GOAL OF THE EXERCISE - Each line of the records containing "values" is to be copied out and returned.

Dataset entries
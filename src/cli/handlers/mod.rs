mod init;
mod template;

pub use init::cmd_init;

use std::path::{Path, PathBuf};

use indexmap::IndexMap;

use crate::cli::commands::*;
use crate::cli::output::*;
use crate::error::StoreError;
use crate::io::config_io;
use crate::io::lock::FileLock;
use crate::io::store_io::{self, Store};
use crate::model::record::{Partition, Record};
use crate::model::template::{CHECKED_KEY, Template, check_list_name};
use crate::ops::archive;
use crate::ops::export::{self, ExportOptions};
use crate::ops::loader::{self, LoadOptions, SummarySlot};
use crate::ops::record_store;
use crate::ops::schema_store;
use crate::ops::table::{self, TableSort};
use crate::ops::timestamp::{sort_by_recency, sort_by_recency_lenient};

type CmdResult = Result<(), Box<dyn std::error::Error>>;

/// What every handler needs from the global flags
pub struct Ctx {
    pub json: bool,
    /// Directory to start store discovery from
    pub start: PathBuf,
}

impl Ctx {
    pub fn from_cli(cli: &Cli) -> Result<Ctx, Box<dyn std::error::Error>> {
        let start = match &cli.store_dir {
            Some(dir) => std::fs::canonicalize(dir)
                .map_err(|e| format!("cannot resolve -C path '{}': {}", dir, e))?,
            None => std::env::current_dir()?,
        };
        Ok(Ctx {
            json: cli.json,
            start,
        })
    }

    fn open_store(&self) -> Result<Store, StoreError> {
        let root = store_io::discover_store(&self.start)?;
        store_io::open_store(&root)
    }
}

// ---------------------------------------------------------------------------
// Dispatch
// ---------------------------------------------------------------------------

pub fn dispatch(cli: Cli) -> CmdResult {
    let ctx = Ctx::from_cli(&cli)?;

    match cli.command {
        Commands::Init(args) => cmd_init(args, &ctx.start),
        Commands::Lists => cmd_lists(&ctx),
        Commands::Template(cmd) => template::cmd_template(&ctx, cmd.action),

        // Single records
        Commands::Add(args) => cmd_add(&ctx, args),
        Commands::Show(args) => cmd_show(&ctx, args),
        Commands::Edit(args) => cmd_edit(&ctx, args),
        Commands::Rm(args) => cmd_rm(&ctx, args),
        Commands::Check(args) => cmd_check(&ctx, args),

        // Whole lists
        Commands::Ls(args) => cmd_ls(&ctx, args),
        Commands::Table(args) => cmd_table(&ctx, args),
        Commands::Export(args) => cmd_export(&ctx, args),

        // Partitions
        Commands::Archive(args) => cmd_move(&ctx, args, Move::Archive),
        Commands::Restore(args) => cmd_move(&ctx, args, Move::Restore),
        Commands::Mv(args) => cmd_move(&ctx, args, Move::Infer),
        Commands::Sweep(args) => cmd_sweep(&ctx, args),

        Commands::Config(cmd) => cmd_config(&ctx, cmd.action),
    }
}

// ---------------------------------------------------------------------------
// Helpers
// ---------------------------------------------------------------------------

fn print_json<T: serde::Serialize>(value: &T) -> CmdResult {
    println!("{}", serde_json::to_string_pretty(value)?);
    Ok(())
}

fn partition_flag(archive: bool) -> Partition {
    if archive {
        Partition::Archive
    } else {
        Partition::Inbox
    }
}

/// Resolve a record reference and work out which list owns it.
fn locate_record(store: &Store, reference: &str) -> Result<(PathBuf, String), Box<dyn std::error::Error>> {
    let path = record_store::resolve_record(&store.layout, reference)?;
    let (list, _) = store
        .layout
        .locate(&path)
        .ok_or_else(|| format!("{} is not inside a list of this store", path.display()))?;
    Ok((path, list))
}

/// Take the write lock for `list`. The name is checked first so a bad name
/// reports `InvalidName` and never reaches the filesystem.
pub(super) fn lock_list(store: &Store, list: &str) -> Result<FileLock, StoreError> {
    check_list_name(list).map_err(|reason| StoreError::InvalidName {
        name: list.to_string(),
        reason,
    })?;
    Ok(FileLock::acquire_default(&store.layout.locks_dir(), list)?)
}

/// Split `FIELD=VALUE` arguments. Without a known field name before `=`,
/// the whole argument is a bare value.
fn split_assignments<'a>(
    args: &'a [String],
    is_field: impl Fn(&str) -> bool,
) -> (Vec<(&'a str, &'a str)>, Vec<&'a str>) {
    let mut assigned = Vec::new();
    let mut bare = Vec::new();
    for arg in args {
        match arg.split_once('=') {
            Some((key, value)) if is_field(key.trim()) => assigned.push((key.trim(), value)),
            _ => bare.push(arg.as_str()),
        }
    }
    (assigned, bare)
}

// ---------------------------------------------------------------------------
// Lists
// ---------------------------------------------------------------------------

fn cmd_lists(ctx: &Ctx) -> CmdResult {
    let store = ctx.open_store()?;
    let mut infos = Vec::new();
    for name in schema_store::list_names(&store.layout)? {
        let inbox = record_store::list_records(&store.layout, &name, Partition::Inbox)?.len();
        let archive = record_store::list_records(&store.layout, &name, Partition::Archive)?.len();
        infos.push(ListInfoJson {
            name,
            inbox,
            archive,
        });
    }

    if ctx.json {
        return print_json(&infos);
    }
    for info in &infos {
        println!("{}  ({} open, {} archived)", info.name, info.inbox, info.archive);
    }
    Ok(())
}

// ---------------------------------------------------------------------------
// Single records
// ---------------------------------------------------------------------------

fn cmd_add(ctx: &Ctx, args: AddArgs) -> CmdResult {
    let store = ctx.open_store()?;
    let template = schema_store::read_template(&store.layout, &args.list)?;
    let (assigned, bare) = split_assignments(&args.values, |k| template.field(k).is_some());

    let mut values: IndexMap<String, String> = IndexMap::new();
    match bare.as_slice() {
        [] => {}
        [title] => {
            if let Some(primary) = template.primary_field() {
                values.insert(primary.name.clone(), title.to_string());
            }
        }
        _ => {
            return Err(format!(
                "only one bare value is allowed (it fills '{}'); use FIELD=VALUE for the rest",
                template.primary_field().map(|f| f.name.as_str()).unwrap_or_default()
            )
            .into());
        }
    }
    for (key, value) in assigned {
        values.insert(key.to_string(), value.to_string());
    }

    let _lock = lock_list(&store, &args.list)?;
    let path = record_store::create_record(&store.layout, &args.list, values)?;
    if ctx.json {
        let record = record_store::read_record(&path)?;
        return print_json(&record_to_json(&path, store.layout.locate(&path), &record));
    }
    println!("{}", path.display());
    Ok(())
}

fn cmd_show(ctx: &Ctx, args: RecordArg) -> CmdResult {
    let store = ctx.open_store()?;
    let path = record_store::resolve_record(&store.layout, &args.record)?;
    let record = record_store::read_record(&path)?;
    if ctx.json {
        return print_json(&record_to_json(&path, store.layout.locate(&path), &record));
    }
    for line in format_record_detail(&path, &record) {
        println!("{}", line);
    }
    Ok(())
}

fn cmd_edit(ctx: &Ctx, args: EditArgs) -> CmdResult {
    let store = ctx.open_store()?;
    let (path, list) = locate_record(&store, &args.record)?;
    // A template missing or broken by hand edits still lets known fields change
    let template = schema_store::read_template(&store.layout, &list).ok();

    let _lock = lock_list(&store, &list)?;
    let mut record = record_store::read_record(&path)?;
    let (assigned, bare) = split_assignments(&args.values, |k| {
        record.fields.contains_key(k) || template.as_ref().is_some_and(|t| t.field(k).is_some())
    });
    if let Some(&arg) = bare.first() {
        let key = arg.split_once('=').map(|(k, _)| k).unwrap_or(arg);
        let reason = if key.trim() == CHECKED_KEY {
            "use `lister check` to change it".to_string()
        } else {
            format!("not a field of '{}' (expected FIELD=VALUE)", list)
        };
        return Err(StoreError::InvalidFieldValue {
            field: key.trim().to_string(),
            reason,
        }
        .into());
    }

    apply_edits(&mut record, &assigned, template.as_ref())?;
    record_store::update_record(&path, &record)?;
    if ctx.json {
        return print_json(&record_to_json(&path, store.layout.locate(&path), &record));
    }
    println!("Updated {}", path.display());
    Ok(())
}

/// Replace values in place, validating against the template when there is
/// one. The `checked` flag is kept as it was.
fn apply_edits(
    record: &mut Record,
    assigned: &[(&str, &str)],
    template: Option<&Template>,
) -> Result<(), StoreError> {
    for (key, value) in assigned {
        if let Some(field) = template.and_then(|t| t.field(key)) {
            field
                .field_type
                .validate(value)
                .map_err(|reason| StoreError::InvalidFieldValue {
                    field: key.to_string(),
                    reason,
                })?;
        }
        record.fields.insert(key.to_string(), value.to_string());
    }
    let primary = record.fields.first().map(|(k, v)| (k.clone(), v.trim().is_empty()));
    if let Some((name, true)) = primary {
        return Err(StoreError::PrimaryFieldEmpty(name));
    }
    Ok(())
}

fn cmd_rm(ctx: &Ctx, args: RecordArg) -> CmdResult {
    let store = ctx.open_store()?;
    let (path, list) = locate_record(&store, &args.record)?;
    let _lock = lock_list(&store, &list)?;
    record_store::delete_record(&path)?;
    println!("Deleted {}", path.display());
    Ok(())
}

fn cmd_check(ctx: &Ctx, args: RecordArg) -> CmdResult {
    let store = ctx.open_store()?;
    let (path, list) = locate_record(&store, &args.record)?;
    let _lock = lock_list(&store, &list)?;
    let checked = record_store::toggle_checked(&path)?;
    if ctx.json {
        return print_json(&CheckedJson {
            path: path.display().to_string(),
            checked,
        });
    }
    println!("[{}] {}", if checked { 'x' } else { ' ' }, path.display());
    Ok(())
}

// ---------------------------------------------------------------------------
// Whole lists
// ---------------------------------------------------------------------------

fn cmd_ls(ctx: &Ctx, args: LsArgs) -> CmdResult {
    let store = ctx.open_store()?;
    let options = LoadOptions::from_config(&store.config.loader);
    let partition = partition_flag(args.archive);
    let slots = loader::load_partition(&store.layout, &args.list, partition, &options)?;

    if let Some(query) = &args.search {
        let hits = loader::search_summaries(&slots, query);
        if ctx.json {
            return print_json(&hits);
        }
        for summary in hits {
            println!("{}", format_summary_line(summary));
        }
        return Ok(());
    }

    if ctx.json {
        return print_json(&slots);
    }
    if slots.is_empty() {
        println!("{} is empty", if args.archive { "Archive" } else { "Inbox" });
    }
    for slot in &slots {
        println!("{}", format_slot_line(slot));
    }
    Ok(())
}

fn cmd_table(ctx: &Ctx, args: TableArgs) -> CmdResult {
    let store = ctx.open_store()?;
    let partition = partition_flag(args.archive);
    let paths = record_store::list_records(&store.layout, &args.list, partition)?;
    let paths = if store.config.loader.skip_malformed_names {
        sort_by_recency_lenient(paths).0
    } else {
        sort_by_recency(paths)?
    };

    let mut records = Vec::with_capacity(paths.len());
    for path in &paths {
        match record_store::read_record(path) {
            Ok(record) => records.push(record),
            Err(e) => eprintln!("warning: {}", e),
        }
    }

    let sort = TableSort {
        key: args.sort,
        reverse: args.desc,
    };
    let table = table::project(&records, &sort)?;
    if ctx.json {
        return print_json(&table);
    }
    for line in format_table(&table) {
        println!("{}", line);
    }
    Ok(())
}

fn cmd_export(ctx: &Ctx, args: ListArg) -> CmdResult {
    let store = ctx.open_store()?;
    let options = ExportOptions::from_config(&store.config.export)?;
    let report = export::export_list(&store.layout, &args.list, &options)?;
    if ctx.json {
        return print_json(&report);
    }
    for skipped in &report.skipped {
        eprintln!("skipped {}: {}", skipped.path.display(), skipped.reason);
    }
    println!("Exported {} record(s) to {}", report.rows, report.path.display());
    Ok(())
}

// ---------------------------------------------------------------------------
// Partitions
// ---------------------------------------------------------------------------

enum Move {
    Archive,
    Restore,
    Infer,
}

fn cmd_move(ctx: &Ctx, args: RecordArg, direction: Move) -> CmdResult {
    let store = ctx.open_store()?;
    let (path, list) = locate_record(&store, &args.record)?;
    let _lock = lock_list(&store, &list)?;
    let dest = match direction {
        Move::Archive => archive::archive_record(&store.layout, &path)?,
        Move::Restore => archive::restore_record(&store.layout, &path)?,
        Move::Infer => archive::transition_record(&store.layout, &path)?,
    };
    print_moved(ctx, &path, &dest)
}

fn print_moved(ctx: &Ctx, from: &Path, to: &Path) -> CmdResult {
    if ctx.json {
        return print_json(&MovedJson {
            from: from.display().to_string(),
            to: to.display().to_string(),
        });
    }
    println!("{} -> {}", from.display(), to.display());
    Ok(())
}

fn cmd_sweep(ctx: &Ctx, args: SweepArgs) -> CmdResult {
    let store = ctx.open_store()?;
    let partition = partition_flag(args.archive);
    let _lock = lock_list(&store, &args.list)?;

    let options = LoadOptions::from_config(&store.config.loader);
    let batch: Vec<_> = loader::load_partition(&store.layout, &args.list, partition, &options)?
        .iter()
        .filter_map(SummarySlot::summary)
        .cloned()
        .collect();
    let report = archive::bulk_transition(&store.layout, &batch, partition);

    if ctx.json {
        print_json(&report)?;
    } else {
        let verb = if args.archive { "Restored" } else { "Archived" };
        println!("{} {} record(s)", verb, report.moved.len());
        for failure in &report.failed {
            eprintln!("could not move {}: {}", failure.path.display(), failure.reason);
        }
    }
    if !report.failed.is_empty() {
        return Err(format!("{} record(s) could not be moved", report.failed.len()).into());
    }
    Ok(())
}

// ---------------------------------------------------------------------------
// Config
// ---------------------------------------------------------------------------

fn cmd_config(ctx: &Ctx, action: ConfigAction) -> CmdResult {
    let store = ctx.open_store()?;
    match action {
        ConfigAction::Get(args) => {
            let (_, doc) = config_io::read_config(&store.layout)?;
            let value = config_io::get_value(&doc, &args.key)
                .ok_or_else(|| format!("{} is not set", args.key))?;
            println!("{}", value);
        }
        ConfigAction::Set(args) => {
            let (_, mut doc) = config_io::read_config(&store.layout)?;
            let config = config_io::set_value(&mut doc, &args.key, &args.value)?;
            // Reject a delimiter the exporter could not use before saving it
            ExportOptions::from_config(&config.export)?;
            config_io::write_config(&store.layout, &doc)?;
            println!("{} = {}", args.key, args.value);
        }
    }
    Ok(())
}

RESULT OF THE EXERCISE -
    let (assigned, bare) = split_assignments(&args.values, |k| template.field(k).is_some());
    let mut values: IndexMap<String, String> = IndexMap::new();
                values.insert(primary.name.clone(), title.to_string());
        values.insert(key.to_string(), value.to_string());
    let path = record_store::create_record(&store.layout, &args.list, values)?;
    let (assigned, bare) = split_assignments(&args.values, |k| {
/// Replace values in place, validating against the template when there is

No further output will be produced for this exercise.